For example, Cargill has incorporated its EpiCor postbiotic into “a new generation of gummies,” as well as other supplement formats and food and beverage prototypes, Green says.

ADM’s also been on the gummy beat, working with Remedy Health to include BPL1 HT, the heat-treated postbiotic counterpart to its BPL1 probiotic (Bifidobacterium animalis subsp. lactis CECT 8145), in Remedy’s Nourished brand of personalized, 3D-printed gummy vitamins.

While 3D printing involves temperatures too high for probiotics to withstand, Tortajada Serra explains, the highly stable BPL1 HT didn’t miss a beat in the gummies’ “unique formulation environment.” What’s more, she adds, the ingredient disperses easily in blends without detracting from the finished product’s sensory characteristics.

Leveraging Relationships

“The addition of postbiotics to the biotics toolbox now means that viability is no longer a challenge, serving as a great advantage to supplement developers and food manufacturers,” May-Zhang says. As for consumers, she continues, while they’re “open to new solutions for improving their health through the gut, the industry still has to establish clear messaging and guidance for educating the public about postbiotics and associated definitions.”

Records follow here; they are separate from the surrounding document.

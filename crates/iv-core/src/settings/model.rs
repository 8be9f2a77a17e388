use serde::{Deserialize, Serialize};

use crate::language::BASE_LANGUAGE;
use crate::settings::flag::{parse_stored_flag, FlagValue};

pub const INITIAL_WIZARD_VERSION: u64 = 1;

/// Admin-owned settings shared by every user.
#[derive(Debug, Clone, PartialEq, Eq, Serialize, Deserialize)]
#[serde(rename_all = "camelCase")]
pub struct GlobalSettings {
    pub enabled: bool,
    pub enabled_languages: Vec<String>,
    /// Bumped whenever the tour is pushed to every user again.
    pub wizard_version: u64,
}

impl Default for GlobalSettings {
    fn default() -> Self {
        Self {
            enabled: true,
            enabled_languages: vec![BASE_LANGUAGE.to_string()],
            wizard_version: INITIAL_WIZARD_VERSION,
        }
    }
}

impl GlobalSettings {
    pub fn from_stored(
        enabled: Option<&str>,
        enabled_languages: Option<Vec<String>>,
        wizard_version: Option<&str>,
    ) -> Self {
        let defaults = Self::default();
        Self {
            enabled: parse_stored_flag(enabled, defaults.enabled),
            enabled_languages: enabled_languages.unwrap_or(defaults.enabled_languages),
            wizard_version: parse_version(wizard_version),
        }
    }

    pub fn is_language_enabled(&self, language: &str) -> bool {
        self.enabled_languages.iter().any(|l| l == language)
    }
}

/// Stored versions that do not parse restart from the initial version.
pub fn parse_version(stored: Option<&str>) -> u64 {
    stored
        .and_then(|v| v.trim().parse().ok())
        .unwrap_or(INITIAL_WIZARD_VERSION)
}

/// Fields an admin may change; absent fields are left alone.
#[derive(Debug, Clone, Default, PartialEq, Deserialize)]
#[serde(rename_all = "camelCase")]
pub struct GlobalSettingsPatch {
    #[serde(default)]
    pub enabled: Option<FlagValue>,
    #[serde(default)]
    pub enabled_languages: Option<Vec<String>>,
    #[serde(default)]
    pub show_to_all_users: Option<FlagValue>,
}

impl GlobalSettingsPatch {
    pub fn wants_show_to_all(&self) -> bool {
        self.show_to_all_users
            .as_ref()
            .is_some_and(FlagValue::is_truthy)
    }
}

/// Per-user tour state. Timestamps are Unix seconds.
#[derive(Debug, Clone, Default, PartialEq, Eq, Serialize)]
#[serde(rename_all = "camelCase")]
pub struct UserPreference {
    #[serde(rename = "wizardDisabledByUser")]
    pub wizard_disabled: bool,
    pub started_at: Option<i64>,
    pub completed_at: Option<i64>,
    pub skipped_at: Option<i64>,
}

impl UserPreference {
    pub fn from_stored(
        wizard_disabled: Option<&str>,
        started_at: Option<&str>,
        completed_at: Option<&str>,
        skipped_at: Option<&str>,
    ) -> Self {
        let timestamp = |raw: Option<&str>| raw.and_then(|v| v.trim().parse::<i64>().ok());
        Self {
            wizard_disabled: parse_stored_flag(wizard_disabled, false),
            started_at: timestamp(started_at),
            completed_at: timestamp(completed_at),
            skipped_at: timestamp(skipped_at),
        }
    }
}

#[derive(Debug, Clone, Default, PartialEq, Deserialize)]
#[serde(rename_all = "camelCase")]
pub struct UserPreferencePatch {
    #[serde(default)]
    pub wizard_disabled: Option<FlagValue>,
}

#[cfg(test)]
mod tests {
    use super::*;
    use serde_json::json;

    #[test]
    fn missing_values_decode_to_defaults() {
        let settings = GlobalSettings::from_stored(None, None, None);
        assert_eq!(settings, GlobalSettings::default());
        assert!(settings.enabled);
        assert_eq!(settings.enabled_languages, vec!["en".to_string()]);
        assert_eq!(settings.wizard_version, 1);
    }

    #[test]
    fn stored_values_win() {
        let settings = GlobalSettings::from_stored(
            Some("false"),
            Some(vec!["nl".to_string()]),
            Some("7"),
        );
        assert!(!settings.enabled);
        assert!(settings.is_language_enabled("nl"));
        assert!(!settings.is_language_enabled("en"));
        assert_eq!(settings.wizard_version, 7);
    }

    #[test]
    fn unreadable_version_restarts_at_one() {
        assert_eq!(parse_version(Some("abc")), 1);
        assert_eq!(parse_version(Some(" 3 ")), 3);
    }

    #[test]
    fn patch_reads_loose_flags() {
        let patch: GlobalSettingsPatch = serde_json::from_value(json!({
            "enabled": "1",
            "showToAllUsers": 1
        }))
        .unwrap();
        assert!(patch.enabled.unwrap().is_truthy());
        assert!(patch.enabled_languages.is_none());
        assert!(GlobalSettingsPatch::default().show_to_all_users.is_none());
        assert!(serde_json::from_value::<GlobalSettingsPatch>(json!({"showToAllUsers": "true"}))
            .unwrap()
            .wants_show_to_all());
    }

    #[test]
    fn user_preference_serializes_host_field_name() {
        let pref = UserPreference::from_stored(Some("true"), Some("1700000000"), None, Some("x"));
        let value = serde_json::to_value(&pref).unwrap();
        assert_eq!(value["wizardDisabledByUser"], true);
        assert_eq!(value["startedAt"], 1_700_000_000);
        assert!(value["completedAt"].is_null());
        assert!(value["skippedAt"].is_null());
    }
}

Green agrees, adding that Cargill uses this analogy in its consumer-education campaigns: “Prebiotics, like the fiber found in leafy greens, are the food for the beneficial bacteria in the gut; in essence, they fuel the factories that’re the microorganisms in our microbiome. Probiotics, such as live beneficial bacteria, add specific factories that make metabolites that may benefit health. Postbiotics contain those beneficial metabolites themselves—the goods made by the microbial factories.”

Easy-peasy, right? So easy, in fact, that the day may come when postbiotics are even better understood—to say nothing of more widely used—than pre- and probiotics. “While this is still a very new category,” Green says, “given their science-backed benefits, we’re confident that demand for products containing postbiotics will continue to grow.”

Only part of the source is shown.